Caracas est sortie d’un week-end de stupeur et d’incertitude après l’arrestation spectaculaire de l’ancien président Nicolás Maduro et de son épouse, Cilia Flores, par les forces américaines. Si l’événement suscite un soulagement chez une partie de la population, il engendre également des craintes quant aux intentions de Washington concernant les ressources naturelles du pays, en particulier son pétrole.
L’arrestation, survenue samedi, a vu Maduro et Flores être emmenés de force depuis le palais de Miraflores et transportés vers les États-Unis, où ils sont accusés de trafic de drogue – des accusations qu’ils réfutent catégoriquement, les qualifiant de manipulation politique. Des images de Maduro, vêtu de vêtements chauds et escorté par des agents fédéraux, ont circulé sur internet, suscitant des réactions contrastées.
« J’avoue avoir ressenti un sentiment de soulagement en voyant Maduro entre les mains des Américains », témoigne Ramón Arape, 59 ans, soudeur et père de trois enfants. « Mais je m’inquiète des déclarations de Trump sur la prise de contrôle de notre gouvernement et de notre pétrole. Nous en avons déjà vu avec des pays comme Cuba, l’Iran et la Chine. Maintenant, les Américains veulent nommer nos dirigeants et vendre notre pétrole ? »
La question de la souveraineté vénézuélienne est au cœur des préoccupations. Beaucoup se souviennent de la nationalisation de l’industrie pétrolière au XXe siècle, un processus initié dans les années 1970, et des litiges qui ont suivi avec des compagnies pétrolières américaines après les expropriations décidées par le gouvernement de Hugo Chávez, prédécesseur de Maduro.

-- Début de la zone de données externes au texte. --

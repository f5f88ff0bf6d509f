use serde::{Deserialize, Serialize};

/// Sandbox or production mode of a gateway account
#[derive(Debug, Clone, Copy, Default, PartialEq, Eq, Serialize, Deserialize)]
#[serde(rename_all = "lowercase")]
pub enum GatewayEnvironment {
    #[default]
    Sandbox,
    Production,
}

impl GatewayEnvironment {
    pub fn from_flag(is_production: bool) -> Self {
        if is_production {
            GatewayEnvironment::Production
        } else {
            GatewayEnvironment::Sandbox
        }
    }

    pub fn is_production(&self) -> bool {
        matches!(self, GatewayEnvironment::Production)
    }
}

impl std::fmt::Display for GatewayEnvironment {
    fn fmt(&self, f: &mut std::fmt::Formatter<'_>) -> std::fmt::Result {
        match self {
            GatewayEnvironment::Sandbox => write!(f, "sandbox"),
            GatewayEnvironment::Production => write!(f, "production"),
        }
    }
}
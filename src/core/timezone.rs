use chrono::{DateTime, FixedOffset, NaiveDateTime, Offset, TimeZone, Utc};

/// Asia/Jakarta is UTC+7 with no daylight saving
const JAKARTA_OFFSET_SECS: i32 = 7 * 3600;

/// Naive layouts seen in vendor payloads, interpreted in the gateway timezone
const NAIVE_LAYOUTS: &[&str] = &["%Y-%m-%d %H:%M:%S", "%Y-%m-%dT%H:%M:%S%.f"];

/// Timezone a gateway uses for timestamps that carry no offset.
/// Midtrans reports Asia/Jakarta local time, Xendit and unknown gateways use UTC.
pub fn gateway_offset(gateway: &str) -> FixedOffset {
    match gateway.to_lowercase().as_str() {
        "midtrans" => FixedOffset::east_opt(JAKARTA_OFFSET_SECS).unwrap_or_else(|| Utc.fix()),
        _ => Utc.fix(),
    }
}

/// Parse a vendor timestamp into UTC.
///
/// RFC 3339 strings keep their own offset; naive `YYYY-MM-DD HH:MM:SS`
/// strings are read in the gateway's local timezone.
pub fn parse_gateway_timestamp(raw: &str, gateway: &str) -> Result<DateTime<Utc>, String> {
    let raw = raw.trim();

    if let Ok(parsed) = DateTime::parse_from_rfc3339(raw) {
        return Ok(parsed.with_timezone(&Utc));
    }

    let offset = gateway_offset(gateway);
    for layout in NAIVE_LAYOUTS {
        if let Ok(naive) = NaiveDateTime::parse_from_str(raw, layout) {
            if let Some(local) = offset.from_local_datetime(&naive).single() {
                return Ok(local.with_timezone(&Utc));
            }
        }
    }

    Err(format!("Invalid {} timestamp: {}", gateway, raw))
}
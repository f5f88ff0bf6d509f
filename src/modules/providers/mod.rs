pub mod services;

pub use services::{
    BaseProvider, Capability, CoreApi, InvoiceApi, MidtransClients, MidtransHttpClient,
    MidtransProvider, PaymentProvider, PaymentRequestApi, ProviderConstructor, ProviderCore,
    ProviderRegistry, SnapApi, SnapTransaction, VendorClient, XenditClients, XenditHttpClient,
    XenditProvider,
};
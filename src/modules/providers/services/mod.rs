pub mod base_provider;
pub mod midtrans;
pub mod normalize;
pub mod provider_trait;
pub mod registry;
pub mod xendit;

pub use base_provider::{BaseProvider, ProviderCore};
pub use midtrans::{
    CoreApi, MidtransClients, MidtransHttpClient, MidtransProvider, SnapApi, SnapTransaction,
};
pub use provider_trait::{Capability, PaymentProvider, VendorClient};
pub use registry::{ProviderConstructor, ProviderRegistry};
pub use xendit::{InvoiceApi, PaymentRequestApi, XenditClients, XenditHttpClient, XenditProvider};
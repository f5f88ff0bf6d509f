pub mod payments;
pub mod providers;
pub mod unipay;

Fernando González, 29 ans, plombier et partisan de Marina Corina Machado, une figure de l’opposition, exprime un sentiment partagé : « Il était temps que Maduro et Cilia soient menottés et emprisonnés. Ils doivent répondre de leurs crimes. Nous remercions Trump pour cela, mais cela ne signifie pas que nous sommes d’accord avec toutes ses intentions. » Il ajoute : « Il ne faut pas que cette transition se fasse au détriment de notre pétrole. Nous voulons du changement, mais un changement mené par les Vénézuéliens. »

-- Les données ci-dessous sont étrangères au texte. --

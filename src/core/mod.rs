pub mod currency;
pub mod error;
pub mod timezone;

pub use currency::Currency;
pub use error::{AppError, Result, VendorError};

L’administration américaine a tenté de clarifier ses intentions après des déclarations initiales du président Trump évoquant une direction du pays jusqu’à une transition « sûre, appropriée et judicieuse ». Des responsables ont affirmé que Washington exercerait une pression sur le gouvernement vénézuélien pour qu’il cède aux exigences américaines. Le secrétaire d’État Marco Rubio a même évoqué la possibilité d’une action militaire supplémentaire comme moyen de pression.
La confusion règne à Caracas quant à l’avenir politique du pays. Delcy Rodríguez, vice-présidente de Maduro, a été nommée présidente par intérim, selon des informations diffusées par la chaîne gouvernementale Telesur. Cependant, elle a exigé le retour de Maduro, qu’elle considère comme le seul président légitime du Venezuela.
« Nous aimerions savoir qui est vraiment aux commandes », confie William Rojas, 31 ans, père de deux enfants. « Delcy Rodríguez dit que Maduro est toujours président, mais il n’est plus là. Comment ont-ils pu l’emmener ? Qui nous a trahis ? »
Malgré l’incertitude, les autorités appellent la population à reprendre ses activités quotidiennes. Le secrétaire à la Défense, le général Vladimir Padrino López, a qualifié l’opération américaine de « lâche enlèvement », dénonçant la mort de membres des forces de sécurité et de civils. Il a appelé les Vénézuéliens à la paix et à l’ordre, les exhortant à ne pas céder à la peur.